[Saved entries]
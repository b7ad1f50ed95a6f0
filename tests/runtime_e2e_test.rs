//! End-to-end runtime tests
//!
//! Drives a real `Client` and `Server` wired back-to-back over the
//! in-process transport pair: handshake, tool calls, timeouts with
//! cancellation propagation, progress-driven timeout resets, and
//! connection-close draining.

use std::sync::atomic::{AtomicUsize, Ordering};
use std::sync::Arc;
use std::time::Duration;

use mcp_runtime::client::{Client, ClientOptions};
use mcp_runtime::error::McpError;
use mcp_runtime::protocol::{ProgressCallback, RequestOptions};
use mcp_runtime::server::{Server, ServerOptions};
use mcp_runtime::transport::inmemory::InMemoryTransport;
use mcp_runtime::types::{
    CallToolResponse, Implementation, Tool, ToolResponseContent, LATEST_PROTOCOL_VERSION,
};

// ---------------------------------------------------------------------------
// Test helpers
// ---------------------------------------------------------------------------

/// Build a server exposing a `calc` tool plus a `sleep` tool that only
/// finishes when cancelled (for timeout tests).
fn calc_server() -> (Server, Arc<AtomicUsize>) {
    let cancellations = Arc::new(AtomicUsize::new(0));

    let server = Server::new(
        Implementation::new("calc-server", "1.0.0"),
        ServerOptions::default(),
    );
    server
        .register_tool(
            Tool {
                name: "calc".to_string(),
                description: Some("Evaluate an arithmetic expression".to_string()),
                input_schema: serde_json::json!({
                    "type": "object",
                    "properties": { "expression": { "type": "string" } },
                    "required": ["expression"]
                }),
                output_schema: None,
                annotations: None,
            },
            |arguments, _extra| {
                Box::pin(async move {
                    let expression = arguments
                        .as_ref()
                        .and_then(|a| a.get("expression"))
                        .and_then(|e| e.as_str())
                        .unwrap_or_default();
                    let result = match expression {
                        "2+2" => "4",
                        "6*7" => "42",
                        other => return Err(anyhow::anyhow!("cannot evaluate {other}")),
                    };
                    Ok(CallToolResponse::text(result))
                })
            },
        )
        .unwrap();

    {
        let cancellations = Arc::clone(&cancellations);
        server
            .register_tool(
                Tool {
                    name: "sleep".to_string(),
                    description: Some("Never finishes on its own".to_string()),
                    input_schema: serde_json::json!({ "type": "object" }),
                    output_schema: None,
                    annotations: None,
                },
                move |_arguments, extra| {
                    let cancellations = Arc::clone(&cancellations);
                    Box::pin(async move {
                        extra.cancellation.cancelled().await;
                        cancellations.fetch_add(1, Ordering::SeqCst);
                        Ok(CallToolResponse::text("never delivered"))
                    })
                },
            )
            .unwrap();
    }

    {
        server
            .register_tool(
                Tool {
                    name: "countdown".to_string(),
                    description: Some("Emits progress every 50 ms, then finishes".to_string()),
                    input_schema: serde_json::json!({ "type": "object" }),
                    output_schema: None,
                    annotations: None,
                },
                |_arguments, extra| {
                    Box::pin(async move {
                        for i in 1..=10u32 {
                            tokio::time::sleep(Duration::from_millis(50)).await;
                            extra
                                .send_progress(f64::from(i), Some(10.0), None)
                                .await?;
                        }
                        Ok(CallToolResponse::text("done"))
                    })
                },
            )
            .unwrap();
    }

    (server, cancellations)
}

/// Connect a fresh client to `server` over a linked in-memory pair.
async fn connected_client(server: &Server) -> Client {
    let (server_side, client_side) = InMemoryTransport::create_linked_pair();
    server.connect(Arc::new(server_side)).await.unwrap();

    let client = Client::new(
        Implementation::new("test-host", "0.1.0"),
        ClientOptions::default(),
    );
    client.connect(Arc::new(client_side)).await.unwrap();
    client
}

fn text_of(response: &CallToolResponse) -> &str {
    match &response.content[0] {
        ToolResponseContent::Text { text } => text,
        other => panic!("expected text content, got {other:?}"),
    }
}

// ---------------------------------------------------------------------------
// Scenarios
// ---------------------------------------------------------------------------

/// The initialize handshake negotiates a shared protocol revision and
/// exposes capabilities and server identity to the client.
#[tokio::test]
async fn test_initialization_handshake() {
    let (server, _) = calc_server();
    let client = connected_client(&server).await;

    assert_eq!(
        client.protocol_version().as_deref(),
        Some(LATEST_PROTOCOL_VERSION)
    );
    assert_eq!(client.server_info().unwrap().name, "calc-server");
    assert!(client.server_capabilities().unwrap().tools.is_some());

    // The server saw the initialized notification.
    tokio::time::sleep(Duration::from_millis(20)).await;
    assert!(server.initialized());
    assert_eq!(server.client_info().unwrap().name, "test-host");
}

/// A tool call round-trips through both facades and the codec.
#[tokio::test]
async fn test_tool_call_success() {
    let (server, _) = calc_server();
    let client = connected_client(&server).await;

    let tools = client.list_tools().await.unwrap();
    let names: Vec<&str> = tools.iter().map(|t| t.name.as_str()).collect();
    assert!(names.contains(&"calc"));

    let response = client
        .call_tool(
            "calc",
            Some(serde_json::json!({ "expression": "2+2" })),
            RequestOptions::default(),
        )
        .await
        .unwrap();
    assert_eq!(text_of(&response), "4");
    assert_eq!(response.is_error, None);
}

/// An unbound method is answered with `-32601 Method not found`.
#[tokio::test]
async fn test_method_not_found() {
    let (server, _) = calc_server();
    let client = connected_client(&server).await;

    let result: mcp_runtime::Result<serde_json::Value> = client
        .protocol()
        .request("nonexistent", None, RequestOptions::default())
        .await;
    let error = result.unwrap_err().downcast::<McpError>().unwrap();
    let McpError::Rpc(data) = error else {
        panic!("expected an RPC error, got {error}");
    };
    assert_eq!(data.code, -32601);
    assert_eq!(data.message, "Method not found");
}

/// A timed-out request completes locally with `RequestTimeout` and the
/// peer observes the cancellation.
#[tokio::test]
async fn test_timeout_propagates_cancellation() {
    let (server, cancellations) = calc_server();
    let client = connected_client(&server).await;

    let result = client
        .call_tool(
            "sleep",
            None,
            RequestOptions {
                timeout: Some(Duration::from_millis(50)),
                ..Default::default()
            },
        )
        .await;
    let error = result.unwrap_err().downcast::<McpError>().unwrap();
    assert!(matches!(error, McpError::RequestTimeout { .. }));
    assert_eq!(error.code(), -32001);

    // The cancellation notification reaches the handler's token.
    tokio::time::timeout(Duration::from_secs(2), async {
        while cancellations.load(Ordering::SeqCst) == 0 {
            tokio::time::sleep(Duration::from_millis(10)).await;
        }
    })
    .await
    .expect("server handler never observed the cancellation");
}

/// With reset-on-progress, steady progress keeps a short timeout alive
/// until the response lands.
#[tokio::test]
async fn test_progress_resets_timeout() {
    let (server, _) = calc_server();
    let client = connected_client(&server).await;

    let progress_count = Arc::new(AtomicUsize::new(0));
    let on_progress: ProgressCallback = {
        let progress_count = Arc::clone(&progress_count);
        Arc::new(move |_params| {
            progress_count.fetch_add(1, Ordering::SeqCst);
        })
    };

    let response = client
        .call_tool(
            "countdown",
            None,
            RequestOptions {
                timeout: Some(Duration::from_millis(100)),
                reset_timeout_on_progress: true,
                max_total_timeout: Some(Duration::from_secs(5)),
                on_progress: Some(on_progress),
                ..Default::default()
            },
        )
        .await
        .unwrap();
    assert_eq!(text_of(&response), "done");
    assert!(progress_count.load(Ordering::SeqCst) >= 9);
}

/// Closing the connection completes every outstanding waiter with
/// `ConnectionClosed` and refuses further requests.
#[tokio::test]
async fn test_connection_close_drains_waiters() {
    let (server, _) = calc_server();
    let client = Arc::new(connected_client(&server).await);

    let pending: Vec<_> = (0..3)
        .map(|_| {
            let client = Arc::clone(&client);
            tokio::spawn(async move {
                client
                    .call_tool("sleep", None, RequestOptions::default())
                    .await
            })
        })
        .collect();

    // Let all three requests reach the server.
    tokio::time::sleep(Duration::from_millis(50)).await;
    server.close().await.unwrap();

    for task in pending {
        let result = task.await.unwrap();
        let error = result.unwrap_err().downcast::<McpError>().unwrap();
        assert!(matches!(error, McpError::ConnectionClosed));
        assert_eq!(error.code(), -32000);
    }

    let result = client
        .call_tool("calc", None, RequestOptions::default())
        .await;
    let error = result.unwrap_err().downcast::<McpError>().unwrap();
    assert!(matches!(error, McpError::ConnectionClosed));
}

/// A failing tool surfaces in-band with `isError`, not as a JSON-RPC
/// fault.
#[tokio::test]
async fn test_tool_failure_is_in_band() {
    let (server, _) = calc_server();
    let client = connected_client(&server).await;

    let response = client
        .call_tool(
            "calc",
            Some(serde_json::json!({ "expression": "ln(-1)" })),
            RequestOptions::default(),
        )
        .await
        .unwrap();
    assert_eq!(response.is_error, Some(true));
    assert!(text_of(&response).contains("ln(-1)"));
}

/// Server-initiated sampling flows backwards through the same machinery.
#[tokio::test]
async fn test_sampling_round_trip() {
    use mcp_runtime::client::SamplingHandler;
    use mcp_runtime::protocol::BoxFuture;
    use mcp_runtime::types::{CreateMessageParams, CreateMessageResult, MessageContent, Role};

    struct FixedSampler;
    impl SamplingHandler for FixedSampler {
        fn create_message<'a>(
            &'a self,
            _params: CreateMessageParams,
        ) -> BoxFuture<'a, mcp_runtime::Result<CreateMessageResult>> {
            Box::pin(async move {
                Ok(CreateMessageResult {
                    role: Role::Assistant,
                    content: MessageContent::Text {
                        text: "it depends".to_string(),
                    },
                    model: "fixed-1".to_string(),
                    stop_reason: Some("endTurn".to_string()),
                })
            })
        }
    }

    let (server, _) = calc_server();
    let (server_side, client_side) = InMemoryTransport::create_linked_pair();
    server.connect(Arc::new(server_side)).await.unwrap();

    let client = Client::new(
        Implementation::new("test-host", "0.1.0"),
        ClientOptions::default(),
    );
    client.set_sampling_handler(Arc::new(FixedSampler)).unwrap();
    client.connect(Arc::new(client_side)).await.unwrap();

    let result = server
        .create_message(
            CreateMessageParams {
                messages: Vec::new(),
                model_preferences: None,
                system_prompt: Some("answer briefly".to_string()),
                include_context: None,
                temperature: None,
                max_tokens: 32,
                stop_sequences: None,
                metadata: None,
            },
            RequestOptions::default(),
        )
        .await
        .unwrap();
    assert_eq!(result.model, "fixed-1");
    let MessageContent::Text { text } = result.content else {
        panic!("expected text content");
    };
    assert_eq!(text, "it depends");
}

/// Roots are served by the client and listed by the server.
#[tokio::test]
async fn test_roots_round_trip() {
    use mcp_runtime::types::Root;

    let (server, _) = calc_server();
    let (server_side, client_side) = InMemoryTransport::create_linked_pair();
    server.connect(Arc::new(server_side)).await.unwrap();

    let client = Client::new(
        Implementation::new("test-host", "0.1.0"),
        ClientOptions::default(),
    );
    client
        .set_roots(vec![Root {
            uri: "file:///projects/demo".to_string(),
            name: Some("demo".to_string()),
        }])
        .unwrap();
    client.connect(Arc::new(client_side)).await.unwrap();

    let roots = server.list_roots().await.unwrap();
    assert_eq!(roots.len(), 1);
    assert_eq!(roots[0].uri, "file:///projects/demo");
}

/// Concurrent tool calls interleave freely and each response correlates
/// to its own request.
#[tokio::test]
async fn test_concurrent_requests_correlate() {
    let (server, _) = calc_server();
    let client = Arc::new(connected_client(&server).await);

    let (a, b) = tokio::join!(
        {
            let client = Arc::clone(&client);
            async move {
                client
                    .call_tool(
                        "calc",
                        Some(serde_json::json!({ "expression": "2+2" })),
                        RequestOptions::default(),
                    )
                    .await
            }
        },
        {
            let client = Arc::clone(&client);
            async move {
                client
                    .call_tool(
                        "calc",
                        Some(serde_json::json!({ "expression": "6*7" })),
                        RequestOptions::default(),
                    )
                    .await
            }
        },
    );
    assert_eq!(text_of(&a.unwrap()), "4");
    assert_eq!(text_of(&b.unwrap()), "42");
}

§ What to do
Filter the entries down to the lines with the word "tools" in them.

§ Finished task
    assert!(client.server_capabilities().unwrap().tools.is_some());
    let tools = client.list_tools().await.unwrap();
    let names: Vec<&str> = tools.iter().map(|t| t.name.as_str()).collect();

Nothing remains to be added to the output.